A pensioner bond or “65+ Guaranteed Growth Bond” is a a fixed-rate savings account that can be held only by those aged 65 and over and offer a guaranteed rate for a set time and your cash is locked away for that period.

So, January 15th 2015 saw National Savings & Investments (NS&I), launch £10bn worth of UK pensioner bonds for one or three years, especially for those who are 65 years and over.

The one year bond yields 2.8 per cent gross, at least a percentage point higher than the market. The three year bond gives 4 per cent gross.

You can put up to £10,000 into each bond. There are no tax breaks on these bonds, and tax is deducted before interest is paid, so non taxpayers will have to claim the tax back from HMRC.

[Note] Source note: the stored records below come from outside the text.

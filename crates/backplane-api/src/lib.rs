//! backplane-api - REST API over the status aggregator and command gate
//!
//! # Usage
//!
//! ```ignore
//! use backplane_api::{create_router, AppState};
//!
//! let state = AppState::new(aggregator, gate, assistant_key.is_some());
//! let router = create_router(state);
//! ```

pub mod error;
pub mod handlers;
pub mod state;

pub use error::ApiError;
pub use state::AppState;

use axum::routing::{get, post};
use axum::Router;
use tower::ServiceBuilder;
use tower_http::cors::{Any, CorsLayer};
use tower_http::trace::TraceLayer;

/// Create the REST API router with the given application state
pub fn create_router(state: AppState) -> Router {
    let cors = CorsLayer::new()
        .allow_origin(Any)
        .allow_methods(Any)
        .allow_headers(Any);

    Router::new()
        // Health check
        .route("/health", get(|| async { "OK" }))
        // Status routes
        .route("/v1/status", get(handlers::status::get_status))
        .route("/v1/status/refresh", post(handlers::status::refresh_status))
        .route("/v1/status/count", get(handlers::status::status_count))
        // Backend routes
        .route("/v1/backends", get(handlers::backends::list_backends))
        .route(
            "/v1/backends/{name}/summary",
            get(handlers::backends::get_summary),
        )
        .route(
            "/v1/backends/{name}/details",
            get(handlers::backends::get_details),
        )
        .route(
            "/v1/backends/{name}/query",
            post(handlers::backends::run_query),
        )
        // Assistant
        .route("/v1/assistant", get(handlers::assistant::get_assistant))
        .layer(
            ServiceBuilder::new()
                .layer(TraceLayer::new_for_http())
                .layer(cors),
        )
        .with_state(state)
}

The pensioner bonds are a lock away investment, they do not provide a monthly income for savings which older people desperately need, but yippee, they are tremendous good news and should be grabbed to the full by everyone aged 65 plus.

At last, a better rate of interest for the pensioner. There are 11 million people aged 65 years and above, and 14.7m aged 60 plus. There are three million people who are 80+.

Buying them

Have you been trying to buy these pensioner bonds? When my husband tried the NS&I bond telephone number, 0500 500 000, it was permanently engaged. He sent an email, not too hopeful of anyone getting back anytime soon, but amazingly, NS&I customer services emailed back with an application form link at 8pm on January 15th.

Let’s hope that this bond issue isn’t like a successful stock market IPO. The Royal Mail share launch in 2013 was so oversubscribed that it was a waste of time putting in for the launch.

Of course, an added appeal of the NS&I bonds is the risk is nil, being backed by the government.

An NS&I spokes person was reassuring when I called, the bonds will be available for “months” not weeks, and it’s intimated that the £10 billion earmarked should be sufficient to meet demand.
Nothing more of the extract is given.